Politeísmo, henoteísmo e monosteísmo

           Dasgupta afirma que a pluralidade de deuses védicos é um primitivo estágio de onde se originam as concepções politeístas e monoteístas.
“Os deuses aqui não preservam os próprios lugares como em uma fé politeísta, mas cada um deles encolhe-se em insignificância ou resplandecem como supremo de acordo conforme ele é o objeto de adoração ou não.” (Dasgupta, página 17).
“Neste estágio a época não estava madura o suficiente para eles acordarem uma consistente e bem definida existência para uma multidão de deuses nem para universalizar eles em um credo monoteísta. Eles hipostatizaram[3] inconscientemente qualquer força da natureza que lhes impressionaram ou lhes preenchiam com gratidão e alegria por seus benefícios ou caráter estético, e as adoravam. A divindade a qual movia a devoção ou admiração da mente deles era a mais suprema para a época.” (Dasgupta, página 18).
            Dasgupta chama a atenção para uma interpretação equivocada deste panteão divino feita por Max Müller, na qual um fiel teria como foco sua divindade preferida e as demais desapareceriam de sua consideração. Tal concepção foi denominada por Max Müller de henotheísmo ou kathenotheismo, e, em certa medida, segundo Dasgupta, corrigida por Arthur Anthony MacDonell (1854-1930), em Vedic Mythology, 1897, que afirma que por trás das exageradas preferências de um deus em detrimento de outro, com uma relativa aproximação do monoteísmo, está, na verdade, uma sinergia de deuses, isto é, são deuses interdependentes (Dasgupta, página 18) de modo que seus atributos e funções seriam complementares uns aos outros.

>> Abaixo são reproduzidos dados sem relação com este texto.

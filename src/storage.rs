//! SQLite storage for targets and their check history.
//!
//! A check and the baseline it establishes commit in one transaction, so a
//! crash between them can never leave a target whose stored baseline
//! disagrees with its recorded history.

use crate::types::{
    BaselineUpdate, CheckRecord, CheckReport, ContentBlock, NewTarget, RenderMode, Severity,
    Target, TargetId,
};
use chrono::{DateTime, Utc};
use rusqlite::{params, Connection, Row};
use std::path::Path;
use thiserror::Error;

/// Poll intervals below this are clamped up
pub const MIN_INTERVAL_MINUTES: u32 = 5;

#[derive(Error, Debug)]
pub enum StorageError {
    #[error("SQLite error: {0}")]
    Sqlite(#[from] rusqlite::Error),
    #[error("Serialization error: {0}")]
    Serialization(#[from] serde_json::Error),
    #[error("IO error: {0}")]
    Io(#[from] std::io::Error),
    #[error("target {0} not found")]
    TargetNotFound(TargetId),
}

/// SQLite storage manager
pub struct Storage {
    conn: Connection,
}
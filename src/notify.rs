//! Change notifications.
//!
//! Notification delivery is best-effort: a failed or slow webhook is logged
//! and dropped, it never fails the check that produced it.

use crate::types::{BlockDiff, Severity};
use async_trait::async_trait;
use serde_json::json;
use std::time::Duration;
use tracing::{error, info};

/// Sample lines included per direction in a notification
const MAX_SAMPLE_LINES: usize = 6;

/// What an operator sees when a watched page changes
#[derive(Debug, Clone)]
pub struct ChangeNotification {
    pub url: String,
    pub severity: Severity,
    pub summary: String,
    pub added: Vec<String>,
    pub removed: Vec<String>,
}

impl ChangeNotification {
    pub fn new(url: &str, severity: Severity, summary: &str, diff: &BlockDiff) -> Self {
        Self {
            url: url.to_string(),
            severity,
            summary: summary.to_string(),
            added: diff
                .added
                .iter()
                .take(MAX_SAMPLE_LINES)
                .map(|b| b.text.clone())
                .collect(),
            removed: diff
                .removed
                .iter()
                .take(MAX_SAMPLE_LINES)
                .map(|b| b.text.clone())
                .collect(),
        }
    }

    /// Plain-text rendering used by both backends
    pub fn render(&self) -> String {
        let mut out = format!("Change detected on {}", self.url);
        if self.severity > Severity::None {
            out.push_str(&format!(" [{}]", self.severity.as_str()));
        }
        if !self.summary.is_empty() {
            out.push_str(&format!("\n{}", self.summary));
        }
        for line in &self.added {
            out.push_str(&format!("\n+ {}", line));
        }
        for line in &self.removed {
            out.push_str(&format!("\n- {}", line));
        }
        out
    }
}

#[async_trait]
pub trait Notifier: Send + Sync {
    async fn notify(&self, notification: &ChangeNotification);
}

/// Fallback notifier: writes the notification to the log
pub struct LogNotifier;

#[async_trait]
impl Notifier for LogNotifier {
    async fn notify(&self, notification: &ChangeNotification) {
        info!(
            url = %notification.url,
            severity = notification.severity.as_str(),
            "{}",
            notification.render()
        );
    }
}

/// Posts notifications as JSON to a configured webhook URL
pub struct WebhookNotifier {
    client: reqwest::Client,
    webhook_url: String,
}

impl WebhookNotifier {
    pub fn new(webhook_url: &str) -> Result<Self, reqwest::Error> {
        let client = reqwest::Client::builder()
            .timeout(Duration::from_secs(10))
            .build()?;
        Ok(Self {
            client,
            webhook_url: webhook_url.to_string(),
        })
    }
}

#[async_trait]
impl Notifier for WebhookNotifier {
    async fn notify(&self, notification: &ChangeNotification) {
        let body = json!({ "text": notification.render() });
        match self.client.post(&self.webhook_url).json(&body).send().await {
            Ok(response) if response.status().is_success() => {}
            Ok(response) => {
                error!(
                    "Webhook for {} returned {}",
                    notification.url,
                    response.status()
                );
            }
            Err(e) => {
                error!("Webhook delivery failed for {}: {}", notification.url, e);
            }
        }
    }
}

            Outra consideração importante é que a não antropomorfização dos deuses afasta uma cômoda e insatisfatória analogia com o panteão greco-romano, e, consequentemente, com o politeísmo antropomórfico grego, observa Dasgupta (página 19), contudo, não pode ser deixado de acrescentar que mesmo o panteão greco-romano antropomórfico não está sem suas relações complementares de deuses que obedecem uma ordem divina suprema, tal como expôs Claudio Mutti em seu artigo “A doutrina da unidade divina na tradição helênica”. Talvez a relação entre monoteísmo e politeísmo na tradição greco-romana seja menos clara que na tradição hindu devido ao fato de que nesta as escrituras sobre tal relação sejam mais abundantes que na tradição greco-romana, ou talvez que mesmo sem tantas escrituras como a tradição hindu, a tradição greco-romana tem em si as respostas que harmonizam de modo complementar monoteísmo e politeísmo e o problema tenha sido o fanatismo procedente das polêmicas oriundas das religiões abraâmicas, isto é, do judaísmo, cristianismo e islamismo contra a tradição greco-romana.
“A tendência frente ao extremo exagero poderia ser chamada de um viés monoteísta em germe, enquanto a correlação de diferentes divindades independentes uma das outras ainda existindo lado a lado era uma tendência frente ao politeísmo.” (Dasgupta, página 19).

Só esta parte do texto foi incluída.